The current design.md section 8 has good structural framing (inner/middle/outer loops, action components, automation levels) but makes assumptions that we've since rejected:

  1. Section 8.2 inner loop references "validation notebooks" as the assessment mechanism — but the agent should assess directly using tool outputs, not pre-scripted notebooks
  2. Sequence B (validation sweep) describes running validate_* notebooks per subject — this is the artificial pattern we're replacing
  3. Section 8.5 automation levels says inner loop is "fully automatable" — true, but the automation is agent reasoning over outputs, not notebook execution
  4. The questio-validate skill in section 6.2 is described as "run validation notebook across subjects" — should be reframed as agent-driven assessment

The loop-mechanisms.md spec (task-arash-20260408-043830) defines the new patterns. This task makes design.md consistent with that spec.

Prompt

Update /storage2/arash/projects/projio/docs/specs/research-orchestration/design.md sections 8 and 6.2 to reflect the agent-as-judge philosophy.

Step 1: Read the full design spec and the loop mechanisms spec (if it exists at docs/specs/research-orchestration/loop-mechanisms.md, otherwise read task-arash-20260408-043830 for the intended design).

Step 2: Update section 8.2 (inner loop).

Change the inner loop description from "agent iterates on a notebook" to "agent iterates on an analysis, using notebooks as one tool among many." The key change: - Remove the assumption that validation = running a specific notebook - The agent reads pipeline outputs (pipeio_target_paths, file inspection), compares against expectations (biblio context, prior results), and makes a judgment call - Notebooks may be created/executed as part of this, but they're agent-authored during the loop, not pre-scripted templates - Keep the SWR detection example but reframe it: the agent creates the validation analysis as part of the loop, it doesn't execute a pre-existing template

Step 3: Update section 8.3 Sequence B (validation sweep).

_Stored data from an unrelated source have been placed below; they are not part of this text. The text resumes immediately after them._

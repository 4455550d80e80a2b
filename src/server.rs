//! A small RESP server assembled from the endpoint and decoder building blocks. It answers
//! `PING`, `ECHO` and `CLIENT`; everything else gets an error reply.

use std::sync::{Arc, Mutex};

use bytes::Bytes;
use tokio::net::TcpStream;
use tracing::{debug, error, info, warn};

use crate::config::Config;
use crate::decoder::RespDecoder;
use crate::error::SocketError;
use crate::frame::Frame;
use crate::handler::{AcceptHandler, EventHandler, SessionHandler, StreamHandler};
use crate::lifecycle::lock;
use crate::stream::StreamEndpoint;
use crate::tcp;
use crate::Error;

pub async fn run(port: u16, config: Config) -> Result<(), Error> {
    let _ = tracing_subscriber::fmt()
        .try_init()
        .map_err(|e| debug!("Failed to initialize global tracing: {}", e));

    let acceptor = tcp::listen(("127.0.0.1", port), Arc::new(Server { config })).await?;
    info!("RESP server listening on {}", acceptor.local_addr());

    tokio::signal::ctrl_c().await?;
    info!("Shutting down");
    acceptor.close();
    acceptor.join().await;

    Ok(())
}

struct Server {
    config: Config,
}

impl EventHandler for Server {
    fn on_close(&self) {
        info!("Listener closed");
    }

    fn on_exception(&self, err: &SocketError) {
        error!("Listener failed: {}", err);
    }
}

impl AcceptHandler<TcpStream> for Server {
    fn on_start(&self) {
        debug!("Accept loop started");
    }

    fn on_accept(&self, stream: TcpStream) {
        let peer = stream
            .peer_addr()
            .map(|addr| addr.to_string())
            .unwrap_or_else(|_| "unknown".to_string());

        let session = Arc::new(Session::new(peer, &self.config));
        let endpoint = StreamEndpoint::new(stream, session.clone(), &self.config);
        session.attach(endpoint.clone());
        endpoint.start_session();
    }
}

/// One client connection. Owns the decoder for that connection's byte stream.
struct Session {
    peer: String,
    decoder: Mutex<RespDecoder>,
    // Released in `on_close` so the endpoint and the session do not keep each other alive.
    endpoint: Mutex<Option<StreamEndpoint<Session>>>,
}

impl Session {
    fn new(peer: String, config: &Config) -> Self {
        Self {
            peer,
            decoder: Mutex::new(RespDecoder::new(config.max_frame_size)),
            endpoint: Mutex::new(None),
        }
    }

    fn attach(&self, endpoint: StreamEndpoint<Session>) {
        *lock(&self.endpoint) = Some(endpoint);
    }

    fn endpoint(&self) -> Option<StreamEndpoint<Session>> {
        lock(&self.endpoint).clone()
    }

    fn reply(&self, endpoint: &StreamEndpoint<Session>, frame: Frame) {
        if let Err(err) = endpoint.write(frame.serialize()) {
            warn!(client = %self.peer, "Dropping reply: {}", err);
        }
    }
}

impl EventHandler for Session {
    fn on_close(&self) {
        info!(client = %self.peer, "Connection closed");
        lock(&self.endpoint).take();
    }

    fn on_exception(&self, err: &SocketError) {
        debug!(client = %self.peer, "Connection error: {}", err);
    }
}

impl StreamHandler for Session {
    fn on_read(&self, data: &[u8]) {
        let Some(endpoint) = self.endpoint() else {
            return;
        };

        let mut decoder = lock(&self.decoder);
        decoder.feed(data);

        loop {
            match decoder.decode() {
                Ok(frame) => {
                    debug!(client = %self.peer, "Received frame: {:?}", frame);
                    let res = execute(frame);
                    debug!(client = %self.peer, "Sending response: {:?}", res);
                    self.reply(&endpoint, res);
                }
                Err(err) if err.is_incomplete() => break,
                Err(err) => {
                    warn!(client = %self.peer, "Closing connection: {}", err);
                    drop(decoder);
                    endpoint.close();
                    return;
                }
            }
        }
    }
}

impl SessionHandler for Session {
    fn on_start(&self) {
        info!(client = %self.peer, "Accepted connection");
    }
}

fn execute(frame: Frame) -> Frame {
    let Frame::Array(parts) = frame else {
        return Frame::Error("ERR Protocol error: expected a command array".to_string());
    };

    let mut args = Vec::with_capacity(parts.len());
    for part in parts {
        match part {
            Frame::Bulk(bytes) => args.push(bytes),
            Frame::Simple(s) => args.push(Bytes::from(s)),
            _ => return Frame::Error("ERR Protocol error: invalid argument".to_string()),
        }
    }

    let Some((name, args)) = args.split_first() else {
        return Frame::Error("ERR empty command".to_string());
    };
    let name = String::from_utf8_lossy(name).to_ascii_uppercase();

    match (name.as_str(), args) {
        ("PING", []) => Frame::Simple("PONG".to_string()),
        ("PING", [message]) => Frame::Bulk(message.clone()),
        ("ECHO", [message]) => Frame::Bulk(message.clone()),
        ("PING" | "ECHO", _) => Frame::Error(format!(
            "ERR wrong number of arguments for '{}' command",
            name.to_ascii_lowercase()
        )),
        ("CLIENT", _) => Frame::Simple("OK".to_string()),
        _ => Frame::Error(format!("ERR unknown command '{}'", name)),
    }
}
use std::cell::Cell;
use std::sync::atomic::{AtomicU8, Ordering};
use std::sync::{Mutex, MutexGuard, PoisonError};

use tokio_util::sync::{CancellationToken, WaitForCancellationFuture};

const CLOSED: u8 = 0;
const OPEN: u8 = 1;

thread_local! {
    // Set while a data callback of any endpoint runs on this thread.
    static DELIVERING: Cell<bool> = const { Cell::new(false) };
}

/// The Open/Closed state machine shared by streams, datagram sockets and acceptors.
///
/// Closing is a single compare-and-swap, so the application, a callback and the background
/// tasks may all race to close and teardown still runs once. Callbacks that deliver data are
/// fenced by `delivery`: once `close` has returned no new delivery starts. A `close` issued
/// from inside a callback skips the fence, so a callback may close its own endpoint or
/// another one whose callback is closing it back.
pub(crate) struct Lifecycle {
    state: AtomicU8,
    shutdown: CancellationToken,
    delivery: Mutex<()>,
}

impl Lifecycle {
    pub(crate) fn new() -> Self {
        Self {
            state: AtomicU8::new(CLOSED),
            shutdown: CancellationToken::new(),
            delivery: Mutex::new(()),
        }
    }

    pub(crate) fn open(&self) {
        self.state.store(OPEN, Ordering::Release);
    }

    pub(crate) fn is_closed(&self) -> bool {
        self.state.load(Ordering::Acquire) == CLOSED
    }

    /// Resolves once `close` has run.
    pub(crate) fn closed(&self) -> WaitForCancellationFuture<'_> {
        self.shutdown.cancelled()
    }

    /// Runs `f` unless the endpoint is closed. Returns whether it ran.
    pub(crate) fn deliver(&self, f: impl FnOnce()) -> bool {
        let _fence = lock(&self.delivery);
        if self.is_closed() {
            return false;
        }
        let outer = DELIVERING.with(|delivering| delivering.replace(true));
        f();
        DELIVERING.with(|delivering| delivering.set(outer));
        true
    }

    /// Transitions Open -> Closed. Returns `true` for the single caller that won the
    /// transition; that caller is responsible for firing `on_close`.
    pub(crate) fn close(&self) -> bool {
        if self
            .state
            .compare_exchange(OPEN, CLOSED, Ordering::AcqRel, Ordering::Acquire)
            .is_err()
        {
            return false;
        }

        self.shutdown.cancel();

        // Wait out a delivery in flight, unless we are being called from inside one.
        if !DELIVERING.with(Cell::get) {
            drop(lock(&self.delivery));
        }

        true
    }
}

pub(crate) fn lock<T>(mutex: &Mutex<T>) -> MutexGuard<'_, T> {
    mutex.lock().unwrap_or_else(PoisonError::into_inner)
}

Rewrite to reflect agent-driven assessment: - Instead of "for subject in subjects: run validate_* notebook", describe the agent inspecting outputs per subject using available tools - The agent uses pipeio_nb_read, pipeio_target_paths, and direct file reading to assess outputs - It compares against expectations set during grounding (literature values from paper_context) - It creates observation notes for each assessment, then a final result note if satisfactory

Step 4: Update section 6.2 skill table.

  • Reframe questio-validate from "run validation notebook" to "agent-driven assessment of pipeline output against grounded expectations"
  • Add questio-investigate skill: "human-triggered deep dive into an anomaly or issue"
  • Add note that questio-iterate replaces the standalone dispatch pattern — it's the execute-and-evaluate cycle within a human feedback loop
  • Update questio-ground description to mention it feeds investigation context, not just pre-work context

Step 5: Update section 8.5 automation levels.

Adjust the table to reflect that: - Inner loop automation depends on agent judgment quality, not notebook scripting - The "human role" for inner loop should include "review agent's assessment rationale" not just "set quality criteria upfront" - Add the propose-review-confirm pattern as the default for milestone updates

Step 6: Add a forward reference from section 8 to the loop-mechanisms.md spec for the detailed investigate/iterate/orient patterns.

Step 7: Commit with message: "Reconcile questio design spec section 8 with agent-as-judge loop philosophy"

Acceptance Criteria

  • [ ] Section 8.2 inner loop no longer assumes pre-scripted validation notebooks
  • [ ] Sequence B rewritten for agent-driven assessment
  • [ ] Skill table updated with questio-investigate, questio-iterate reframing
  • [ ] Automation levels reflect agent-as-judge model
  • [ ] Forward reference to loop-mechanisms.md added
  • [ ] No structural breakage to other sections
  • [ ] Committed

Batch Result

  • status: done
  • batch queue_id: 08b012e5b5c7
  • session: f5d805ae-69f7-4207-809b-3ee4b88ea1bb
  • batch duration: 425.8s